> ABOUT THIS EXERCISE
Copy every line of the data that includes the string "PoisonError".

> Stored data
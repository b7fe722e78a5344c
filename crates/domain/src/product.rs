//! Catalog products and the catalog lookup seam.

use std::collections::HashMap;
use std::sync::{Arc, PoisonError, RwLock};

use async_trait::async_trait;
use common::{Money, ProductId};
use serde::{Deserialize, Serialize};

use crate::error::{CartError, CatalogError};

/// A product as described by the catalog.
///
/// Price fields are optional because catalog records are not guaranteed to
/// carry them; a product without both prices cannot be added to a cart.
#[derive(Debug, Clone, PartialEq, Eq, Serialize, Deserialize)]
pub struct Product {
    pub id: ProductId,
    pub name: String,
    pub category: String,
    pub category_id: u32,
    pub price: Option<Money>,
    pub original_price: Option<Money>,
    pub discount_percent: u8,
    pub image: String,
    pub in_stock: bool,
}

impl Product {
    /// Creates an in-stock product with both prices set.
    pub fn new(
        id: impl Into<ProductId>,
        name: impl Into<String>,
        price: Money,
        original_price: Money,
    ) -> Self {
        let discount_percent = discount_percent(price, original_price);
        Self {
            id: id.into(),
            name: name.into(),
            category: String::new(),
            category_id: 0,
            price: Some(price),
            original_price: Some(original_price),
            discount_percent,
            image: String::new(),
            in_stock: true,
        }
    }

    /// Sets the category name and id.
    pub fn with_category(mut self, category: impl Into<String>, category_id: u32) -> Self {
        self.category = category.into();
        self.category_id = category_id;
        self
    }

    /// Sets the image reference.
    pub fn with_image(mut self, image: impl Into<String>) -> Self {
        self.image = image.into();
        self
    }

    /// Marks the product as out of stock.
    pub fn out_of_stock(mut self) -> Self {
        self.in_stock = false;
        self
    }

    /// Returns `(price, original_price)` if the product can be sold.
    pub fn sale_pricing(&self) -> Result<(Money, Money), CartError> {
        if self.id.is_blank() {
            return Err(CartError::invalid_product(&self.id, "missing product id"));
        }
        let price = self
            .price
            .ok_or_else(|| CartError::invalid_product(&self.id, "missing price"))?;
        let original = self
            .original_price
            .ok_or_else(|| CartError::invalid_product(&self.id, "missing original price"))?;

        if !price.is_positive() {
            return Err(CartError::invalid_product(
                &self.id,
                format!("price {price} must be positive"),
            ));
        }
        if price > original {
            return Err(CartError::invalid_product(
                &self.id,
                format!("price {price} exceeds original price {original}"),
            ));
        }
        Ok((price, original))
    }
}

/// Rounded discount of `price` against `original`, in whole percent.
pub fn discount_percent(price: Money, original: Money) -> u8 {
    if !original.is_positive() || price >= original {
        return 0;
    }
    let off = i128::from((original - price).paise()) * 100;
    let original = i128::from(original.paise());
    let pct = (off + original / 2) / original;
    u8::try_from(pct.clamp(0, 100)).unwrap_or(0)
}

/// Lookup of product pricing and metadata by id.
#[async_trait]
pub trait ProductCatalog: Send + Sync {
    /// Returns the product with the given id, if the catalog knows it.
    async fn get_product(&self, id: &ProductId) -> Result<Option<Product>, CatalogError>;

    /// Returns every product in the catalog.
    async fn list_products(&self) -> Result<Vec<Product>, CatalogError>;
}

#[derive(Debug, Default)]
struct InMemoryCatalogState {
    products: HashMap<ProductId, Product>,
    order: Vec<ProductId>,
    unavailable: bool,
}

/// In-memory catalog for tests and the command shell.
#[derive(Debug, Clone, Default)]
pub struct InMemoryCatalog {
    state: Arc<RwLock<InMemoryCatalogState>>,
}

impl InMemoryCatalog {
    /// Creates an empty catalog.
    pub fn new() -> Self {
        Self::default()
    }

    /// Creates a catalog holding `products`.
    pub fn with_products(products: impl IntoIterator<Item = Product>) -> Self {
        let catalog = Self::new();
        for product in products {
            catalog.insert(product);
        }
        catalog
    }

    /// Adds or replaces a product.
    pub fn insert(&self, product: Product) {
        let mut state = self.state.write().unwrap_or_else(PoisonError::into_inner);
        if !state.products.contains_key(&product.id) {
            state.order.push(product.id.clone());
        }
        state.products.insert(product.id.clone(), product);
    }

    /// Makes every lookup fail as if the catalog service were down.
    pub fn set_unavailable(&self, unavailable: bool) {
        self.state
            .write()
            .unwrap_or_else(PoisonError::into_inner)
            .unavailable = unavailable;
    }
}

#[async_trait]
impl ProductCatalog for InMemoryCatalog {
    async fn get_product(&self, id: &ProductId) -> Result<Option<Product>, CatalogError> {
        let state = self.state.read().unwrap_or_else(PoisonError::into_inner);
        if state.unavailable {
            return Err(CatalogError::Unavailable("catalog offline".to_string()));
        }
        Ok(state.products.get(id).cloned())
    }

    async fn list_products(&self) -> Result<Vec<Product>, CatalogError> {
        let state = self.state.read().unwrap_or_else(PoisonError::into_inner);
        if state.unavailable {
            return Err(CatalogError::Unavailable("catalog offline".to_string()));
        }
        Ok(state
            .order
            .iter()
            .filter_map(|id| state.products.get(id).cloned())
            .collect())
    }
}

#[cfg(test)]
mod tests {
    use super::*;

    #[test]
    fn discount_is_rounded_percent() {
        assert_eq!(
            discount_percent(Money::from_rupees(750), Money::from_rupees(1000)),
            25
        );
        assert_eq!(
            discount_percent(Money::from_rupees(1000), Money::from_rupees(1000)),
            0
        );
        assert_eq!(
            discount_percent(Money::from_rupees(2), Money::from_rupees(3)),
            33
        );
        assert_eq!(
            discount_percent(Money::from_paise(i64::MAX / 2), Money::from_paise(i64::MAX)),
            50
        );
    }

    #[test]
    fn sale_pricing_requires_both_prices() {
        let mut product = Product::new("p-1", "Phone", Money::from_rupees(10), Money::from_rupees(12));
        assert!(product.sale_pricing().is_ok());

        product.original_price = None;
        assert!(matches!(
            product.sale_pricing(),
            Err(CartError::InvalidProduct { .. })
        ));

        product.original_price = Some(Money::from_rupees(12));
        product.price = None;
        assert!(product.sale_pricing().is_err());
    }

    #[test]
    fn sale_pricing_rejects_price_above_original() {
        let product = Product::new("p-1", "Phone", Money::from_rupees(20), Money::from_rupees(12));
        let err = product.sale_pricing().unwrap_err();
        assert!(err.to_string().contains("exceeds original price"));
    }

    #[test]
    fn sale_pricing_rejects_blank_id_and_free_items() {
        let blank = Product::new(" ", "Ghost", Money::from_rupees(1), Money::from_rupees(1));
        assert!(blank.sale_pricing().is_err());

        let free = Product::new("p-2", "Free", Money::zero(), Money::from_rupees(1));
        assert!(free.sale_pricing().is_err());
    }

    #[tokio::test]
    async fn in_memory_catalog_lookup() {
        let catalog = InMemoryCatalog::with_products([
            Product::new("p-1", "Phone", Money::from_rupees(10), Money::from_rupees(12)),
            Product::new("p-2", "Case", Money::from_rupees(1), Money::from_rupees(1)),
        ]);

        let found = catalog.get_product(&ProductId::new("p-1")).await.unwrap();
        assert_eq!(found.unwrap().name, "Phone");
        assert!(catalog
            .get_product(&ProductId::new("nope"))
            .await
            .unwrap()
            .is_none());

        let all = catalog.list_products().await.unwrap();
        assert_eq!(all.len(), 2);
        assert_eq!(all[0].id.as_str(), "p-1");
    }

    #[tokio::test]
    async fn unavailable_catalog_errors() {
        let catalog = InMemoryCatalog::new();
        catalog.set_unavailable(true);
        assert!(catalog.get_product(&ProductId::new("p-1")).await.is_err());
    }
}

> RESULT OF THIS TASK
use std::sync::{Arc, PoisonError, RwLock};
        let mut state = self.state.write().unwrap_or_else(PoisonError::into_inner);
            .unwrap_or_else(PoisonError::into_inner)
        let state = self.state.read().unwrap_or_else(PoisonError::into_inner);
        let state = self.state.read().unwrap_or_else(PoisonError::into_inner);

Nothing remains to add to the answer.